Saved entries:

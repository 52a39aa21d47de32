// Only allow lints that are either transitive-dependency noise or
// genuinely opinionated style choices that don't indicate real issues.
#![allow(
    // Transitive dependency version mismatches we can't control
    clippy::multiple_crate_versions,
    // module_name_repetitions is pure style preference (e.g. tree::TreeNode)
    clippy::module_name_repetitions
)]

//! # Inkmap
//!
//! Render plain-text outlines as mind-map PNG images.
//!
//! Inkmap takes an indented outline (or the simplified flow-chart mindmap
//! markup) and produces a raster mind map with:
//! - Word-wrapped multi-script labels (Latin + CJK)
//! - A tidy one- or two-sided horizontal tree layout
//! - Named themes, including an optional hand-drawn sketch style
//!
//! ## Architecture
//!
//! The pipeline runs Parser → Text Shaper → Layout Engine → Renderer; a
//! read-only theme store is consulted by the shaper and renderer. Each call
//! owns its tree, so renders are safe to run concurrently.
//!
//! ## Modules
//!
//! - [`outline`]: Outline text parsing
//! - [`tree`]: Node arena and traversals
//! - [`theme`]: Theme bundles and the process-wide store
//! - [`text`]: Label measurement and word wrapping
//! - [`layout`]: Tree positioning
//! - [`render`]: SVG assembly, rasterization, PNG encoding
//! - [`gate`]: Admission control for concurrent callers

pub mod gate;
pub mod layout;
pub mod outline;
pub mod render;
pub mod text;
pub mod theme;
pub mod tree;

pub use layout::LayoutMode;
pub use render::{RenderError, render_outline, render_tree};

/// Re-export commonly used types
pub mod prelude {
    pub use crate::layout::LayoutMode;
    pub use crate::outline::parse;
    pub use crate::render::{RenderError, render_outline, render_tree};
    pub use crate::theme::Theme;
    pub use crate::tree::{Node, NodeId, Tree};
}
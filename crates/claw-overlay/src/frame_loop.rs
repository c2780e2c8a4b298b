//! Per-frame hook registry driven by the host.
//!
//! The host calls [`FrameLoop::run_frame`] once per tick. Components attach a
//! hook under a [`HookId`]; attaching again under the same id replaces the
//! previous hook, so a component can never end up running twice per frame.

use std::sync::atomic::{AtomicU64, Ordering};
use std::sync::Arc;

use parking_lot::RwLock;
use tracing::trace;

/// Identity of an attached hook.
#[derive(Debug, Clone, Copy, PartialEq, Eq, Hash)]
pub struct HookId(pub u64);

impl HookId {
    /// Allocates a process-unique hook id.
    #[must_use]
    pub fn next() -> Self {
        static NEXT: AtomicU64 = AtomicU64::new(1);
        Self(NEXT.fetch_add(1, Ordering::Relaxed))
    }
}

type Hook = Arc<dyn Fn() + Send + Sync>;

/// Registry of hooks run once per frame.
pub struct FrameLoop {
    id: u64,
    hooks: RwLock<Vec<(HookId, Hook)>>,
}

impl Default for FrameLoop {
    fn default() -> Self {
        static NEXT: AtomicU64 = AtomicU64::new(1);
        Self {
            id: NEXT.fetch_add(1, Ordering::Relaxed),
            hooks: RwLock::new(Vec::new()),
        }
    }
}

impl std::fmt::Debug for FrameLoop {
    fn fmt(&self, f: &mut std::fmt::Formatter<'_>) -> std::fmt::Result {
        f.debug_struct("FrameLoop")
            .field("id", &self.id)
            .field("hooks", &self.hook_count())
            .finish()
    }
}

impl FrameLoop {
    /// Creates an empty frame loop.
    #[must_use]
    pub fn new() -> Self {
        Self::default()
    }

    /// Process-unique identity of this loop. Never zero.
    #[must_use]
    pub const fn id(&self) -> u64 {
        self.id
    }

    /// Attaches `hook` under `id`, replacing any hook already attached with that id.
    pub fn attach(&self, id: HookId, hook: impl Fn() + Send + Sync + 'static) {
        let mut hooks = self.hooks.write();
        hooks.retain(|(existing, _)| *existing != id);
        hooks.push((id, Arc::new(hook)));
        trace!(hook = id.0, total = hooks.len(), "attached frame hook");
    }

    /// Detaches the hook with `id`. Returns false if none was attached.
    pub fn detach(&self, id: HookId) -> bool {
        let mut hooks = self.hooks.write();
        let before = hooks.len();
        hooks.retain(|(existing, _)| *existing != id);
        before != hooks.len()
    }

    /// Returns true if a hook with `id` is attached.
    #[must_use]
    pub fn is_attached(&self, id: HookId) -> bool {
        self.hooks.read().iter().any(|(existing, _)| *existing == id)
    }

    /// Number of attached hooks.
    #[must_use]
    pub fn hook_count(&self) -> usize {
        self.hooks.read().len()
    }

    /// Runs every attached hook once, in attach order.
    ///
    /// Hooks run outside the registry lock, so they may attach or detach.
    pub fn run_frame(&self) {
        let hooks: Vec<Hook> = self.hooks.read().iter().map(|(_, h)| Arc::clone(h)).collect();
        for hook in hooks {
            hook();
        }
    }
}
/// Thread-safe ingestion point for log lines and watch values.
///
/// Cloning is cheap; all clones share the same queues.
#[derive(Clone)]
pub struct EventHub {
    shared: Arc<Shared>,
}

impl Default for EventHub {
    fn default() -> Self {
        Self::new()
    }
}

impl std::fmt::Debug for EventHub {
    fn fmt(&self, f: &mut std::fmt::Formatter<'_>) -> std::fmt::Result {
        f.debug_struct("EventHub")
            .field("hook_id", &self.shared.hook_id)
            .field("frame", &self.frame())
            .field("attached", &self.is_attached())
            .field("pending_logs", &self.pending_logs())
            .finish_non_exhaustive()
    }
}

impl EventHub {
    /// Creates a hub stamping events with wall-clock time.
    #[must_use]
    pub fn new() -> Self {
        Self::with_clock(Arc::new(MonotonicClock::new()))
    }

    /// Creates a hub stamping events with the given clock.
    #[must_use]
    pub fn with_clock(clock: Arc<dyn Clock>) -> Self {
        let tick_started = duration_to_nanos(clock.now());
        Self {
            shared: Arc::new(Shared {
                hook_id: HookId::next(),
                clock,
                logs: Queue::new(),
                values: Queue::new(),
                removals: Queue::new(),
                clear_requested: AtomicBool::new(false),
                frame: AtomicU64::new(0),
                tick_started_nanos: AtomicU64::new(tick_started),
                attached_loop: AtomicU64::new(0),
                draining: AtomicBool::new(false),
                next_subscriber: AtomicU64::new(1),
                consumer: Mutex::new(Consumer::default()),
            }),
        }
    }

    // ------------------------------------------------------------------
    // Lifecycle
    // ------------------------------------------------------------------

    /// Attaches the hub's drain to `frame_loop`, making it the host loop.
    ///
    /// Attaching again to the same loop is a no-op. Attaching to another loop
    /// moves the hub; the previous loop's hook no longer drains.
    pub fn start(&self, frame_loop: &FrameLoop) {
        let loop_id = frame_loop.id();
        let shared = Arc::downgrade(&self.shared);
        frame_loop.attach(self.shared.hook_id, move || {
            let host = Weak::upgrade(&shared)
                .filter(|shared| shared.attached_loop.load(Ordering::Acquire) == loop_id);
            if let Some(shared) = host {
                EventHub { shared }.drain_and_dispatch();
            }
        });

        let previous = self.shared.attached_loop.swap(loop_id, Ordering::AcqRel);
        if previous != 0 && previous != loop_id {
            debug!(
                hook = self.shared.hook_id.0,
                from = previous,
                to = loop_id,
                "event hub moved to another frame loop"
            );
        } else {
            debug!(
                hook = self.shared.hook_id.0,
                frame_loop = loop_id,
                "event hub attached to frame loop"
            );
        }
    }

    /// Detaches the hub from `frame_loop`. Queued events stay queued.
    ///
    /// Stopping a loop that is not the host only removes its stale hook; the
    /// hub stays attached to its host.
    pub fn stop(&self, frame_loop: &FrameLoop) {
        let loop_id = frame_loop.id();
        if frame_loop.detach(self.shared.hook_id) {
            debug!(
                hook = self.shared.hook_id.0,
                frame_loop = loop_id,
                pending_logs = self.pending_logs(),
                "event hub detached from frame loop"
            );
        }
        let _ = self.shared.attached_loop.compare_exchange(
            loop_id,
            0,
            Ordering::AcqRel,
            Ordering::Acquire,
        );
    }

    /// Returns true while the hub has a host frame loop.
    #[must_use]
    pub fn is_attached(&self) -> bool {
        self.shared.attached_loop.load(Ordering::Acquire) != 0
    }

    /// The id under which this hub attaches to frame loops.
    #[must_use]
    pub fn hook_id(&self) -> HookId {
        self.shared.hook_id
    }

    // ------------------------------------------------------------------
    // Ingestion (any thread)
    // ------------------------------------------------------------------

    /// Queues a log line, stamped with the current frame and tick time.
    pub fn report_log(
        &self,
        message: impl Into<String>,
        stacktrace: Option<String>,
        severity: Severity,
    ) {
        let frame = self.shared.frame.load(Ordering::Acquire);
        let elapsed_millis = self.elapsed_millis();
        self.shared.logs.push(LogEvent::new(
            message,
            stacktrace,
            severity,
            frame,
            elapsed_millis,
        ));
    }

    /// Queues an info line without a stack trace.
    pub fn info(&self, message: impl Into<String>) {
        self.report_log(message, None, Severity::Info);
    }

    /// Queues a warning line without a stack trace.
    pub fn warn(&self, message: impl Into<String>) {
        self.report_log(message, None, Severity::Warning);
    }

    /// Queues an error line without a stack trace.
    pub fn error(&self, message: impl Into<String>) {
        self.report_log(message, None, Severity::Error);
    }

    /// Queues a watch value, formatted on the calling thread.
    pub fn report_value<V: WatchFormat + ?Sized>(&self, key: impl Into<String>, value: &V) {
        self.report_value_text(key, value.format_watch());
    }

    /// Queues an already formatted watch value.
    pub fn report_value_text(&self, key: impl Into<String>, value: impl Into<String>) {
        self.shared.values.push(ValueEvent::new(key, value));
    }

    /// Queues the retraction of a watch value.
    pub fn remove_value(&self, key: impl Into<String>) {
        self.shared.removals.push(key.into());
    }

    /// Requests a clear of the log scrollback on the next tick.
    pub fn clear(&self) {
        self.shared.clear_requested.store(true, Ordering::Release);
    }

    // ------------------------------------------------------------------
    // Subscribers
    // ------------------------------------------------------------------

    /// Registers a subscriber until the returned handle is dropped.
    pub fn subscribe(&self, subscriber: impl HubSubscriber + 'static) -> Subscription {
        let id = SubscriberId(self.shared.next_subscriber.fetch_add(1, Ordering::Relaxed));
        self.shared
            .consumer
            .lock()
            .subscribers
            .push((id, Box::new(subscriber)));
        debug!(subscriber = id.0, "subscriber registered");

        Subscription {
            id,
            shared: Arc::downgrade(&self.shared),
        }
    }

    /// Number of registered subscribers.
    #[must_use]
    pub fn subscriber_count(&self) -> usize {
        self.shared.consumer.lock().subscribers.len()
    }

    // ------------------------------------------------------------------
    // Tick (single consumer thread)
    // ------------------------------------------------------------------

    /// Drains every queue and dispatches to subscribers, then advances the frame.
    ///
    /// Must be called from one thread once per tick. A call made while another
    /// drain is running is refused and reported as `skipped`.
    pub fn drain_and_dispatch(&self) -> DrainReport {
        let shared = &*self.shared;
        if shared.draining.swap(true, Ordering::AcqRel) {
            warn!(hook = shared.hook_id.0, "drain already running, skipping");
            return DrainReport {
                skipped: true,
                ..DrainReport::default()
            };
        }

        let mut report = DrainReport {
            frame: shared.frame.load(Ordering::Acquire),
            ..DrainReport::default()
        };

        {
            let mut consumer = shared.consumer.lock();
            let Consumer {
                subscribers,
                last_stamp,
            } = &mut *consumer;

            for mut event in shared.logs.drain_pending() {
                make_monotonic(last_stamp, &mut event);
                report.logs += 1;
                report.failures += dispatch(subscribers, "log", |s| s.on_log(&event));
            }

            if shared.clear_requested.swap(false, Ordering::AcqRel) {
                report.cleared = true;
                report.failures += dispatch(subscribers, "clear", |s| s.on_clear());
            }

            for event in shared.values.drain_pending() {
                report.values += 1;
                report.failures += dispatch(subscribers, "value", |s| s.on_value(&event));
            }

            for key in shared.removals.drain_pending() {
                report.removals += 1;
                report.failures += dispatch(subscribers, "remove", |s| s.on_remove(&key));
            }

            report.failures += dispatch(subscribers, "tick_end", |s| s.on_tick_end());
        }

        shared.frame.fetch_add(1, Ordering::AcqRel);
        shared.tick_started_nanos.store(
            duration_to_nanos(shared.clock.now()),
            Ordering::Release,
        );
        shared.draining.store(false, Ordering::Release);

        trace!(
            frame = report.frame,
            logs = report.logs,
            values = report.values,
            removals = report.removals,
            failures = report.failures,
            "drained event hub"
        );
        report
    }

    // ------------------------------------------------------------------
    // Introspection
    // ------------------------------------------------------------------

    /// Current frame counter.
    #[must_use]
    pub fn frame(&self) -> u64 {
        self.shared.frame.load(Ordering::Acquire)
    }

    /// Log events waiting for the next drain.
    #[must_use]
    pub fn pending_logs(&self) -> usize {
        self.shared.logs.rx.len()
    }

    /// Value events waiting for the next drain.
    #[must_use]
    pub fn pending_values(&self) -> usize {
        self.shared.values.rx.len()
    }

    /// Removal events waiting for the next drain.
    #[must_use]
    pub fn pending_removals(&self) -> usize {
        self.shared.removals.rx.len()
    }

    /// Whether a clear is waiting for the next drain.
    #[must_use]
    pub fn clear_pending(&self) -> bool {
        self.shared.clear_requested.load(Ordering::Acquire)
    }

    #[allow(clippy::cast_precision_loss)]
    fn elapsed_millis(&self) -> f32 {
        let now = duration_to_nanos(self.shared.clock.now());
        let started = self.shared.tick_started_nanos.load(Ordering::Acquire);
        let elapsed = Duration::from_nanos(now.saturating_sub(started));
        (elapsed.as_secs_f64() * 1000.0) as f32
    }
}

WORK INSTRUCTION
Write out each line above with the word "dependency".

TASK SOLUTION
// Only allow lints that are either transitive-dependency noise or
    // Transitive dependency version mismatches we can't control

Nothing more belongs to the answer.